======== GIVEN DATA ========

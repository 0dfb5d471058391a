//! Generated document instances

use crate::{DocumentError, DocumentResult, TemplateType};
use chrono::{DateTime, Utc};
use oms_types::{Actor, DocumentId, ProjectId, TemplateId, Timestamps, UserId};
use serde::{Deserialize, Serialize};
use serde_json::{Map, Value};
use std::fmt;

/// Document instance lifecycle.
#[derive(Clone, Copy, Debug, PartialEq, Eq, Serialize, Deserialize)]
#[serde(rename_all = "SCREAMING_SNAKE_CASE")]
pub enum DocumentStatus {
    Generated,
    Signed,
    Archived,
}

impl fmt::Display for DocumentStatus {
    fn fmt(&self, f: &mut fmt::Formatter<'_>) -> fmt::Result {
        let s = match self {
            DocumentStatus::Generated => "GENERATED",
            DocumentStatus::Signed => "SIGNED",
            DocumentStatus::Archived => "ARCHIVED",
        };
        f.write_str(s)
    }
}

/// Reference to a stored rendered artifact.
#[derive(Clone, Debug, PartialEq, Eq, Serialize, Deserialize)]
pub struct ArtifactRef {
    pub path: String,
    pub size_bytes: usize,
}

/// One concrete generated document.
///
/// `filled_data` is an open-ended JSON object; its top-level keys are
/// defined by the owning workflow, not by the instance itself. All payload
/// writes go through [`DocumentInstance::merge_section`], which touches only
/// the named section and bumps `revision` so a storage layer can detect
/// stale concurrent writes.
#[derive(Clone, Debug, Serialize, Deserialize)]
pub struct DocumentInstance {
    pub id: DocumentId,
    pub template_id: TemplateId,
    pub template_name: String,
    pub template_type: TemplateType,
    pub project_id: Option<ProjectId>,
    pub filled_data: Map<String, Value>,
    pub artifact: Option<ArtifactRef>,
    pub document_title: String,
    /// Type-tagged reference, e.g. `CHANGE-20260829-101500`.
    pub document_number: String,
    pub status: DocumentStatus,
    pub signed_by: Option<UserId>,
    pub signed_at: Option<DateTime<Utc>>,
    /// `None` means the system identity generated the document.
    pub created_by: Option<UserId>,
    /// Incremented on every payload write.
    pub revision: u64,
    pub timestamps: Timestamps,
}

impl DocumentInstance {
    pub fn is_signed(&self) -> bool {
        self.status == DocumentStatus::Signed && self.signed_by.is_some()
    }

    /// A document can only be signed while `GENERATED` and with a rendered
    /// artifact on record.
    pub fn can_be_signed(&self) -> bool {
        self.status == DocumentStatus::Generated && self.artifact.is_some()
    }

    /// Mark the instance signed by `actor`.
    pub fn sign(&mut self, actor: &Actor) -> DocumentResult<()> {
        if !self.can_be_signed() {
            return Err(DocumentError::NotSignable {
                status: self.status,
                has_artifact: self.artifact.is_some(),
            });
        }
        self.status = DocumentStatus::Signed;
        self.signed_by = Some(actor.id);
        self.signed_at = Some(Utc::now());
        self.timestamps.touch();
        Ok(())
    }

    /// Merge `patch` into `filled_data[section]`, key by key.
    ///
    /// Sibling keys inside the section and sibling sections are left
    /// untouched; the revision counter is bumped once per call.
    pub fn merge_section(&mut self, section: &str, patch: Map<String, Value>) {
        let entry = self
            .filled_data
            .entry(section.to_string())
            .or_insert_with(|| Value::Object(Map::new()));
        if !entry.is_object() {
            *entry = Value::Object(Map::new());
        }
        if let Some(target) = entry.as_object_mut() {
            for (key, value) in patch {
                target.insert(key, value);
            }
        }
        self.revision += 1;
        self.timestamps.touch();
    }

    /// Read a payload section as an object, empty if absent.
    pub fn section(&self, section: &str) -> Map<String, Value> {
        self.filled_data
            .get(section)
            .and_then(Value::as_object)
            .cloned()
            .unwrap_or_default()
    }

    pub fn artifact_size(&self) -> usize {
        self.artifact.as_ref().map_or(0, |a| a.size_bytes)
    }
}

========

YOUR TASK: Every record needs to be reproduced exactly, with none skipped.

RESPONSE BELOW:
repository 0dfb5d471058391a
//! Generated document instances

use crate::{DocumentError, DocumentResult, TemplateType};
use chrono::{DateTime, Utc};
use oms_types::{Actor, DocumentId, ProjectId, TemplateId, Timestamps, UserId};
use serde::{Deserialize, Serialize};
use serde_json::{Map, Value};
use std::fmt;

/// Document instance lifecycle.
#[derive(Clone, Copy, Debug, PartialEq, Eq, Serialize, Deserialize)]
#[serde(rename_all = "SCREAMING_SNAKE_CASE")]
pub enum DocumentStatus {
    Generated,
    Signed,
    Archived,
}

impl fmt::Display for DocumentStatus {
    fn fmt(&self, f: &mut fmt::Formatter<'_>) -> fmt::Result {
        let s = match self {
            DocumentStatus::Generated => "GENERATED",
            DocumentStatus::Signed => "SIGNED",
            DocumentStatus::Archived => "ARCHIVED",
        };
        f.write_str(s)
    }
}

/// Reference to a stored rendered artifact.
#[derive(Clone, Debug, PartialEq, Eq, Serialize, Deserialize)]
pub struct ArtifactRef {
    pub path: String,
    pub size_bytes: usize,
}

/// One concrete generated document.
///
/// `filled_data` is an open-ended JSON object; its top-level keys are
/// defined by the owning workflow, not by the instance itself. All payload
/// writes go through [`DocumentInstance::merge_section`], which touches only
/// the named section and bumps `revision` so a storage layer can detect
/// stale concurrent writes.
#[derive(Clone, Debug, Serialize, Deserialize)]
pub struct DocumentInstance {
    pub id: DocumentId,
    pub template_id: TemplateId,
    pub template_name: String,
    pub template_type: TemplateType,
    pub project_id: Option<ProjectId>,
    pub filled_data: Map<String, Value>,
    pub artifact: Option<ArtifactRef>,
    pub document_title: String,
    /// Type-tagged reference, e.g. `CHANGE-20260829-101500`.
    pub document_number: String,
    pub status: DocumentStatus,
    pub signed_by: Option<UserId>,
    pub signed_at: Option<DateTime<Utc>>,
    /// `None` means the system identity generated the document.
    pub created_by: Option<UserId>,
    /// Incremented on every payload write.
    pub revision: u64,
    pub timestamps: Timestamps,
}

impl DocumentInstance {
    pub fn is_signed(&self) -> bool {
        self.status == DocumentStatus::Signed && self.signed_by.is_some()
    }

    /// A document can only be signed while `GENERATED` and with a rendered
    /// artifact on record.
    pub fn can_be_signed(&self) -> bool {
        self.status == DocumentStatus::Generated && self.artifact.is_some()
    }

    /// Mark the instance signed by `actor`.
    pub fn sign(&mut self, actor: &Actor) -> DocumentResult<()> {
        if !self.can_be_signed() {
            return Err(DocumentError::NotSignable {
                status: self.status,
                has_artifact: self.artifact.is_some(),
            });
        }
        self.status = DocumentStatus::Signed;
        self.signed_by = Some(actor.id);
        self.signed_at = Some(Utc::now());
        self.timestamps.touch();
        Ok(())
    }

    /// Merge `patch` into `filled_data[section]`, key by key.
    ///
    /// Sibling keys inside the section and sibling sections are left
    /// untouched; the revision counter is bumped once per call.
    pub fn merge_section(&mut self, section: &str, patch: Map<String, Value>) {
        let entry = self
            .filled_data
            .entry(section.to_string())
            .or_insert_with(|| Value::Object(Map::new()));
        if !entry.is_object() {
            *entry = Value::Object(Map::new());
        }
        if let Some(target) = entry.as_object_mut() {
            for (key, value) in patch {
                target.insert(key, value);
            }
        }
        self.revision += 1;
        self.timestamps.touch();
    }

    /// Read a payload section as an object, empty if absent.
    pub fn section(&self, section: &str) -> Map<String, Value> {
        self.filled_data
            .get(section)
            .and_then(Value::as_object)
            .cloned()
            .unwrap_or_default()
    }

    pub fn artifact_size(&self) -> usize {
        self.artifact.as_ref().map_or(0, |a| a.size_bytes)
    }
}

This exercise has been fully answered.